Она приблизила к нему лицо, вожделеющие губы ее потянулись к его губам, молча приветствовали они друг друга в первом поцелуе. Ладонь его медленно легла на ее шею. Она увлекла его к двери, за которою была ее спальня, высокая и ярко освещенная множеством свечей. На столе приготовлено было угощение; они сели; Агнес заботливо положила на его тарелку хлеб и масло и мясо и налила ему белого вина в красивый голубоватый кубок. Они ели и пили вино из одного кубка; руки их с нежною пытливостью соприкасались, как бы знакомясь друг с другом.
— Каким же ветром занесло тебя сюда, сокол ты мой ненаглядный? — спросила она его. — Кто ты: воин, шпильман или, может быть, просто бродяга?
— Я — то, что тебе больше по нраву, — рассмеялся он тихо. — Я весь — твой. Я шпильман, если тебе это угодно, а ты — моя сладкоголосая лютня, и если я обойму твою прекрасную шею и заиграю на тебе, мы услышим музыку небес и позабудем обо всем на свете. Иди же ко мне, сердце мое, я пришел сюда не затем, чтобы наслаждаться твоими яствами и пить твое белое вино, я пришел, чтобы насладиться тобою.
Он тихонько снял белый мех с ее шеи, совлек с нее льстивыми, ласкающими руками одежды. Совещались ли где-то в соседних покоях вельможи и попы, ходили ли на цыпочках слуги, закатился ли за лес тонкий месяц — любовникам не было до этого никакого дела. Они перенеслись в цветущий рай, приникнув друг к другу, слившись друг с другом в тесных объятиях, погрузились в его благоуханную ночь, окруженные смутно белеющими из тьмы цветами его тайн, и нежными, и благодарными руками срывали вожделенные плоды. Никогда еще не играл шпильман на такой лютне, никогда еще не пела лютня под такими сильными и искусными пальцами.

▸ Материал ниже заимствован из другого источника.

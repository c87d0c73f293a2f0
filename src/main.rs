//! autotag CLI entrypoint

use anyhow::Result;
use clap::Parser;
use tracing_subscriber::{layer::SubscriberExt, util::SubscriberInitExt, EnvFilter};

use autotag::cli::Cli;

#[tokio::main]
async fn main() -> Result<()> {
    let cli = Cli::parse();

    // RUST_LOG wins over --verbose
    let default_level = if cli.verbose { "debug" } else { "info" };
    tracing_subscriber::registry()
        .with(EnvFilter::try_from_default_env().unwrap_or_else(|_| EnvFilter::new(default_level)))
        .with(tracing_subscriber::fmt::layer().with_target(false))
        .init();

    cli.execute().await
}
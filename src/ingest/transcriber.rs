//! Voice note transcription.
//!
//! The default backend shells out to a local whisper binary and reads its JSON
//! output. An OpenAI-compatible HTTP backend lives in `adapters::openai`.

use std::path::Path;
use std::process::Stdio;
use std::time::Duration;

use async_trait::async_trait;
use serde::Deserialize;
use thiserror::Error;
use tokio::process::Command;
use tokio::time::timeout;

/// Result of transcription
#[derive(Debug, Clone, PartialEq)]
pub struct Transcript {
    pub text: String,
    pub language: Option<String>,
    pub duration_seconds: Option<f64>,
}

impl Transcript {
    /// Transcript with text only
    pub fn text(text: impl Into<String>) -> Self {
        Self {
            text: text.into(),
            language: None,
            duration_seconds: None,
        }
    }
}

/// Errors from a transcription backend
#[derive(Debug, Error)]
pub enum TranscriptionError {
    #[error("Failed to spawn {program}: {source}")]
    Spawn {
        program: String,
        #[source]
        source: std::io::Error,
    },

    #[error("Transcriber exited with code {code}: {stderr}")]
    Failed { code: i32, stderr: String },

    #[error("Transcription timed out after {0:?}")]
    Timeout(Duration),

    #[error("Unreadable transcriber output: {0}")]
    Output(String),

    #[error("Transcription service error: {0}")]
    Service(String),

    #[error("Transcript is empty")]
    Empty,

    #[error("I/O error: {0}")]
    Io(#[from] std::io::Error),
}

/// Turns an audio file into text
#[async_trait]
pub trait Transcriber: Send + Sync {
    /// Backend name for logs
    fn name(&self) -> &str;

    /// Transcribe the whole file in one shot
    async fn transcribe(&self, audio_path: &Path) -> Result<Transcript, TranscriptionError>;
}

/// Whisper output JSON structure
#[derive(Debug, Deserialize)]
struct WhisperOutput {
    text: String,
    #[serde(default)]
    language: String,
    #[serde(default)]
    segments: Vec<WhisperSegment>,
}

#[derive(Debug, Deserialize)]
struct WhisperSegment {
    #[serde(default)]
    end: f64,
}

/// Local whisper binary backend
#[derive(Debug, Clone)]
pub struct WhisperTranscriber {
    binary_path: String,
    model: String,
    language: String,
    timeout: Duration,
}

impl WhisperTranscriber {
    pub fn new(
        binary_path: impl Into<String>,
        model: impl Into<String>,
        language: impl Into<String>,
        timeout: Duration,
    ) -> Self {
        Self {
            binary_path: binary_path.into(),
            model: model.into(),
            language: language.into(),
            timeout,
        }
    }
}

#[async_trait]
impl Transcriber for WhisperTranscriber {
    fn name(&self) -> &str {
        "whisper"
    }

    async fn transcribe(&self, audio_path: &Path) -> Result<Transcript, TranscriptionError> {
        // Whisper writes <stem>.json into the output dir
        let temp_dir = tempfile::tempdir()?;

        let child = Command::new(&self.binary_path)
            .arg(audio_path)
            .arg("--model")
            .arg(&self.model)
            .arg("--output_dir")
            .arg(temp_dir.path())
            .arg("--output_format")
            .arg("json")
            .arg("--language")
            .arg(&self.language)
            .stdout(Stdio::piped())
            .stderr(Stdio::piped())
            .kill_on_drop(true)
            .spawn()
            .map_err(|source| TranscriptionError::Spawn {
                program: self.binary_path.clone(),
                source,
            })?;

        let output = timeout(self.timeout, child.wait_with_output())
            .await
            .map_err(|_| TranscriptionError::Timeout(self.timeout))??;

        if !output.status.success() {
            let stderr = String::from_utf8_lossy(&output.stderr);
            return Err(TranscriptionError::Failed {
                code: output.status.code().unwrap_or(-1),
                stderr: stderr.trim().to_string(),
            });
        }

        let stem = audio_path.file_stem().unwrap_or_default().to_string_lossy();
        let json_path = temp_dir.path().join(format!("{}.json", stem));

        let json_content = tokio::fs::read_to_string(&json_path)
            .await
            .map_err(|e| TranscriptionError::Output(format!("{}: {}", json_path.display(), e)))?;

        parse_whisper_output(&json_content)
    }
}

fn parse_whisper_output(json: &str) -> Result<Transcript, TranscriptionError> {
    let whisper: WhisperOutput =
        serde_json::from_str(json).map_err(|e| TranscriptionError::Output(e.to_string()))?;

    let text = whisper.text.trim().to_string();
    if text.is_empty() {
        return Err(TranscriptionError::Empty);
    }

    Ok(Transcript {
        text,
        language: (!whisper.language.is_empty()).then_some(whisper.language),
        duration_seconds: whisper.segments.last().map(|s| s.end),
    })
}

— Гольдмунд... — жарко шептала она ему на ухо. — О, что ты за волшебник! От тебя, мой златокрылый сокол, я хотела бы иметь ребенка. А еще сильнее я хотела бы умереть в твоих руках. Выпей меня, возлюбленный мой, растопи меня своим огнем, убей меня!
Из груди его вырвался стон блаженства, когда он увидел, как плавится металл в ее холодноватых глазах. Словно нежный трепет и озноб смерти, пробежало в глубине ее глаз легкое прозрачное облачко и погасло, как серебряное мерцание последней судороги умирающей рыбы, как волшебный матово-золотистый светоч на холодном речном дне. Все счастье, которое только может испытать человек, казалось, уместилось в одно это мгновение.
Тотчас же, в то время как она еще лежала с закрытыми глазами, содрогаясь всем телом, он тихо встал и юркнул в свое платье. Вздохнув, сказал он ей на ухо:
— Красавица моя, я покидаю тебя. Я не желаю умирать, я не желаю, чтобы твой граф забил меня до смерти. Прежде я хочу еще раз доставить нам обоим такое же блаженство, какое испытали мы сегодня. Еще раз, еще много раз!
Она молчала. Он бережно укрыл ее одеялом и поцеловал ее глаза.
— Гольдмунд... — вымолвила она наконец. — Ах, как я не хочу, чтобы ты уходил! Приходи завтра опять! В случае опасности я велю предупредить тебя. Приходи же! Приходи!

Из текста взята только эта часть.